И все же Роде был на верном пути, предполагая родство убеждений между новыми верованиями, связанными с мертвецами, и трупосожжением, безраздельно господствующим у Гомера. Сожжение без промедления отделяет дух мертвого от пространства жизни, уничтожая его тело. Гомер прямо говорит, что это совершается ради блага и чести самого умершего, так как его со всей силой тянет прочь из нашего мира, и чем быстрее оборвется его связь с прежним окружением, тем лучше. Так верят все народы, имеющие обыкновение принудительно уничтожать трупы вместо того, чтобы предоставлять им постепенно разлагаться или же искусственно консервировать их. Но если сам мертвец стремится отделиться, и помочь ему в этом — наш долг, это значит, что он всем своим существом принадлежит иному миру и уже чужд нашему. Трупосожжение свидетельствует о своеобразном взгляде на сущность умерших, о вере, не порожденной примитивными склонностями и соображениями, но обладающей достоинством подлинной идеи. Мертвец не исчезает из наличного бытия, но оказывается отнесен к иной его области, мыслимой лишь как дальняя, дальняя даль. Несмотря на это, те же самые народы считают мертвеца способным по временам вновь являться в наш мир и творить добро или зло.
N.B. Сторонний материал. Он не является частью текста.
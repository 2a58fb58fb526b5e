// Copyright 2026 Layne Penney
// SPDX-License-Identifier: AGPL-3.0-or-later

//! Policy gate for outbound tool calls.
//!
//! [`SecurityValidator::evaluate`] is a pure function of the tool name, the
//! call arguments, and the owning server's [`ServerPolicy`]. It is run on
//! every call, before a correlation id is allocated or anything is sent.
//!
//! Checks, in order:
//! 1. tool allow-list
//! 2. command deny-list (always wins), then command allow-list
//! 3. every path-shaped argument, after lexical `..` normalization, must
//!    fall under one of the permitted prefixes

pub mod paths;
pub mod policy;

use serde_json::Value;

pub use policy::ServerPolicy;

/// Outcome of a policy check.
#[derive(Debug, Clone, PartialEq, Eq)]
pub enum Verdict {
    Allow,
    Deny(String),
}

impl Verdict {
    pub fn is_allowed(&self) -> bool {
        matches!(self, Verdict::Allow)
    }

    /// The denial reason, if denied.
    pub fn reason(&self) -> Option<&str> {
        match self {
            Verdict::Allow => None,
            Verdict::Deny(reason) => Some(reason),
        }
    }
}

/// Stateless policy evaluator.
#[derive(Debug, Clone, Copy, Default)]
pub struct SecurityValidator;

impl SecurityValidator {
    pub fn new() -> Self {
        Self
    }

    /// Decide whether `tool` may be called with `args` under `policy`.
    pub fn evaluate(&self, tool: &str, args: &Value, policy: &ServerPolicy) -> Verdict {
        if !policy.tool_allowed(tool) {
            return Verdict::Deny(format!(
                "tool '{}' is not in the allow-list of '{}'",
                tool,
                policy.server_id()
            ));
        }

        for command in ServerPolicy::commands_in(args) {
            if let Err(reason) = policy.check_command(&command) {
                return Verdict::Deny(reason);
            }
        }

        if policy.restricts_paths() {
            for path in paths::collect_paths(args) {
                if let Err(reason) = policy.check_path(&path) {
                    return Verdict::Deny(reason);
                }
            }
        }

        Verdict::Allow
    }
}

#[cfg(test)]
mod tests {
    use super::*;
    use crate::config::ServerConfig;
    use serde_json::json;

    fn fs_policy() -> ServerPolicy {
        ServerPolicy::compile(
            &ServerConfig::stdio("fs", "fs-server")
                .with_allowed_tools(["read_file", "run"])
                .with_denied_commands(["rm"])
                .with_allowed_path_prefixes(["/workspace"]),
        )
        .unwrap()
    }

    #[test]
    fn test_in_prefix_vs_out_of_prefix() {
        let validator = SecurityValidator::new();
        let policy = fs_policy();

        let inside = validator.evaluate("read_file", &json!({"path": "/workspace/a.txt"}), &policy);
        assert_eq!(inside, Verdict::Allow);

        let outside = validator.evaluate("read_file", &json!({"path": "../../etc/passwd"}), &policy);
        assert!(!outside.is_allowed());
        assert!(outside.reason().unwrap().contains("/etc/passwd"));
    }

    #[test]
    fn test_deterministic() {
        let validator = SecurityValidator::new();
        let policy = fs_policy();
        let args = json!({"path": "../x", "nested": {"target": "/tmp/y"}});
        let first = validator.evaluate("read_file", &args, &policy);
        for _ in 0..10 {
            assert_eq!(validator.evaluate("read_file", &args, &policy), first);
        }
    }

    #[test]
    fn test_tool_allow_list() {
        let verdict = SecurityValidator::new().evaluate("delete_all", &json!({}), &fs_policy());
        assert!(verdict.reason().unwrap().contains("delete_all"));
    }

    #[test]
    fn test_denied_command() {
        let verdict =
            SecurityValidator::new().evaluate("run", &json!({"command": "rm -rf build"}), &fs_policy());
        assert_eq!(verdict, Verdict::Deny("command 'rm' is denied".to_string()));
    }

    #[test]
    fn test_no_prefixes_no_path_check() {
        let policy = ServerPolicy::permissive("open");
        let verdict = SecurityValidator::new().evaluate("read", &json!({"path": "/etc/passwd"}), &policy);
        assert!(verdict.is_allowed());
    }
}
Итак, связанные с мертвецами верования, по понятным причинам, почти всегда непоследовательны.

Однако в духе гомеровской эпохи эти верования обретают ту величественную, ясную форму, значение которой еще никем не было должным образом оценено. Здесь появляются и с тех пор уже не угасают возвышенные идеи жизни и смерти. Первая из них — о том, что мертвец должен, по логике вещей, пребывать в ином мире. Он становится чужаком среди живущих, его собственная сущность влечет его прочь, и потому, достигнув однажды места своего упокоения, он уже не никогда не возвратится назад, а всякая связь с ним будет навеки прервана. Да и что ему делать в царстве солнца и жизненной свежести, ему, бессильной тени, немому слепку прошлого? Ибо вторая идея — о том, что там, внизу, мертвец — уже не то деятельное существо, что прежде, но слабый призрак, еще носящий облик прежней жизни, но утративший все ее возможности, даже само сознание. Это — окончательный вывод из представлений о мертвецах как о сущностно чуждых всему живому.

8

Наивная и эмоциональная вера, дошедшая и до наших дней, не проводит абсолютного различия между жизнью и смертью. Она допускает, что умерший, о котором помнят, продолжает существовать в осязаемой действительности. Даже когда более проницательный взгляд на этот вопрос отсылает покойных в иное, далекое царство наличного бытия, в этом отношении ничего не меняется, ибо умершие и там сохраняют живую реальность, прошедшее продолжает свое предметное существование в настоящем. Однако в гомеровской картине мира бытие и минувшее впервые выступают как величины различного порядка. Не то чтобы смерть попросту отождествлялась с небытием. Новый дух приносит с собой не грубое отрицание, а позитивную идею. Завершенная жизнь, индивид, у которого больше не может быть истории, не должен более, ни здесь, ни там, выступать как личность и быть способным действовать, но должен преобразиться в реальность особого рода.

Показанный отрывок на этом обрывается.